1-A, twelve letters, “One paid to talk since the 1920s.” The decade should have helped, but for me this clue seems to have a deliberate obliqueness.

6-D, seven letters, “Show stoppers.” BIGHITS? No. So simple once you see it, if you see it.

12-D, six letters, “Melt down or hand down.” Really clever.

18-A, seven letters, “Not as sensible.” I typed this word yesterday, probably for the first time, and checked to make sure it’s a real word.

29-A, four letters, “Painter’s canvas.” Nice.

48-A, five letters, “Sweet sandwich.” Five letters — no OREO here.

56-D, four letters, “Very soon after.” The most modest words can slightly baffle.

62-A, twelve letters, “Hardly in a sorry state.” I would’ve liked FITASAFIDDLE.

My favorite clue in this puzzle: 59-A, fifteen letters, “Supermarket checkout staple.” Definitely not an IMPULSEPURCHASE for me.

No spoilers; the answers are in the comments.

Friday, December 16, 2022

Dots and forms

[Click for a dottier view.]

It’s oddly reassuring to see that our trash pickup still bills with a dot-matrix printer and tractor-feed forms. But this year: no side perforations on the forms. Times, changing.

Luddite Club

“We’re not expecting everyone to have a flip phone. We just see a problem with mental health and screen use”: in Brooklyn, teenagers have formed a Luddite Club. They meet to draw, paint, read, talk. Their mascot: Arthur from PBS.

[A great premise for a Wes Anderson film?]

NYT Spelling Bee fail

From today’s New York Times Spelling Bee:

 

Note to the Times: there is always an aporia.

[After Yeats, on the work of the poet: “He never speaks directly as to someone at the breakfast table, there is always a phantasmagoria.”]

Thursday, December 15, 2022

Me, reading


Bryan Garner asked panel members to send photographs of themselves reading entries they commented on for the now-published fifth edition of Garner’s Modern English Usage. So here, or there, I am. The photograph is by Elaine Fine.

Related reading
All OCA Bryan Garner posts (Pinboard) : A critical reader

Word of the day: niche

In Crime and Punishment (trans. Richard Peaver and Larissa Volokhonsky), Svidrigailov asks, “Où va-t-elle la vertu se nicher?” In other words, “Where is virtue going to build her nest?” A note for this sentence reads, “The playwright Molière (1622–73) is said to have asked this of a beggar who thought he had made a mistake in giving him a gold piece.”

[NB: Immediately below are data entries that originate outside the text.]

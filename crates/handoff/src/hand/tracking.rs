//! Hand identity tracking.
//!
//! The network reports hands with a handedness label, but the label is not reliable: hands are
//! missed for a frame or two, and both hands are sometimes reported as the same one. The
//! [`TrackerState`] turns each frame's detections into exactly one pose per slot (left and right),
//! resolving duplicate labels by proximity to where each slot's hand is expected to be, and
//! bridging short detection gaps with extrapolated poses.

use crate::frame::Resolution;
use crate::result::FrameResult;

use super::{
    detection::Detection,
    landmark::{Axes, HandPose, Handedness, Provenance, TrackedHand},
    slot::Slot,
};

/// Tracking policy.
#[derive(Debug, Clone, Copy, PartialEq)]
pub struct TrackerConfig {
    /// Whether undetected slots fall back to their projected pose.
    pub projection: bool,
    /// Number of consecutive missed frames for which a projected pose is output.
    pub tolerance: u32,
    /// Mapping from the network's normalized coordinates into output coordinates.
    pub axes: Axes,
    /// Swaps the reported handedness of every detection (for mirrored camera images).
    pub flip_handedness: bool,
}

impl TrackerConfig {
    pub const DEFAULT_TOLERANCE: u32 = 2;
}

impl Default for TrackerConfig {
    fn default() -> Self {
        Self {
            projection: true,
            tolerance: Self::DEFAULT_TOLERANCE,
            axes: Axes::DepthUp,
            flip_handedness: false,
        }
    }
}

/// Detections assigned to slots for one frame.
#[derive(Debug, Default, Clone, Copy, PartialEq)]
struct Assignment {
    left: Option<HandPose>,
    right: Option<HandPose>,
}

impl Assignment {
    fn get_mut(&mut self, hand: Handedness) -> &mut Option<HandPose> {
        match hand {
            Handedness::Left => &mut self.left,
            Handedness::Right => &mut self.right,
        }
    }
}

/// Left and right hand slots, updated once per frame by [`TrackerState::track`].
pub struct TrackerState {
    config: TrackerConfig,
    resolution: Resolution,
    left: Slot,
    right: Slot,
}

impl TrackerState {
    /// Creates a tracker for frames of the given resolution. Both slots start out empty.
    pub fn new(config: TrackerConfig, resolution: Resolution) -> Self {
        Self {
            config,
            resolution,
            left: Slot::new(),
            right: Slot::new(),
        }
    }

    pub fn config(&self) -> &TrackerConfig {
        &self.config
    }

    pub fn slot(&self, hand: Handedness) -> &Slot {
        match hand {
            Handedness::Left => &self.left,
            Handedness::Right => &self.right,
        }
    }

    fn slot_mut(&mut self, hand: Handedness) -> &mut Slot {
        match hand {
            Handedness::Left => &mut self.left,
            Handedness::Right => &mut self.right,
        }
    }

    /// Assigns this frame's detections to the slots and returns the pose of each slot.
    pub fn track(&mut self, detections: &[Detection]) -> FrameResult {
        let hands = detections
            .iter()
            .map(|det| {
                let label = if self.config.flip_handedness {
                    det.handedness().other()
                } else {
                    det.handedness()
                };
                let pose = HandPose::new(*det.landmarks())
                    .map_positions(|pos| self.config.axes.to_pixels(pos, self.resolution));
                (label, pose)
            })
            .collect::<Vec<_>>();

        let assignment = self.assign(&hands);

        FrameResult {
            left: self.settle(Handedness::Left, assignment.left),
            right: self.settle(Handedness::Right, assignment.right),
        }
    }

    fn assign(&self, hands: &[(Handedness, HandPose)]) -> Assignment {
        let mut assignment = Assignment::default();
        match *hands {
            [] => {}
            [(label, pose)] => *assignment.get_mut(label) = Some(pose),
            [(a_label, a), (b_label, b)] if a_label != b_label => {
                *assignment.get_mut(a_label) = Some(a);
                *assignment.get_mut(b_label) = Some(b);
            }
            [(label, a), (_, b)] => {
                let (a_slot, b_slot) = self.disambiguate(&a);
                log::trace!("both hands reported as {label:?}, assigned {a_slot:?}/{b_slot:?}");
                *assignment.get_mut(a_slot) = Some(a);
                *assignment.get_mut(b_slot) = Some(b);
            }
            _ => {
                log::warn!(
                    "{} hands detected, keeping the first left and right hand",
                    hands.len()
                );
                for &(label, pose) in hands {
                    assignment.get_mut(label).get_or_insert(pose);
                }
            }
        }
        assignment
    }

    /// Picks distinct slots for two detections that were given the same label.
    ///
    /// The detections are placed in order. The first one goes to the left slot if its projected
    /// wrist is strictly nearer than the right one's, and to the right slot otherwise; the second
    /// one takes the slot that is still free. A slot without a projection counts as infinitely far
    /// away.
    fn disambiguate(&self, first: &HandPose) -> (Handedness, Handedness) {
        let dist = |slot: Handedness| {
            self.slot(slot)
                .projected()
                .map_or(f32::INFINITY, |proj| proj.wrist_distance(first.wrist()))
        };
        let slot = if dist(Handedness::Left) < dist(Handedness::Right) {
            Handedness::Left
        } else {
            Handedness::Right
        };
        (slot, slot.other())
    }

    /// Decides what a slot outputs this frame and records it in the slot's history.
    fn settle(&mut self, hand: Handedness, detected: Option<HandPose>) -> Option<TrackedHand> {
        let TrackerConfig {
            projection,
            tolerance,
            ..
        } = self.config;
        let slot = self.slot_mut(hand);
        slot.mark(detected.is_some());

        let output = match detected {
            Some(pose) => Some(TrackedHand {
                pose,
                provenance: Provenance::Detected,
            }),
            None if projection && slot.absence() <= tolerance => {
                slot.projected().map(|&pose| TrackedHand {
                    pose,
                    provenance: Provenance::Projected,
                })
            }
            None => None,
        };

        slot.push(output.map(|hand| hand.pose));
        output
    }
}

I wondered: is the English word niche related to nicher ? Maybe, possibly, maybe, perhaps.

I recall the mantra that the local Chamber of Commerce repeated in weekly newspaper columns aimed at area merchants: Find your niche. Find your niche. I think that many a merchant must have closed up and skipped town to look for theirs.

Free COVID tests (again)

Once again, every United States household can order four free COVID-19 tests: here.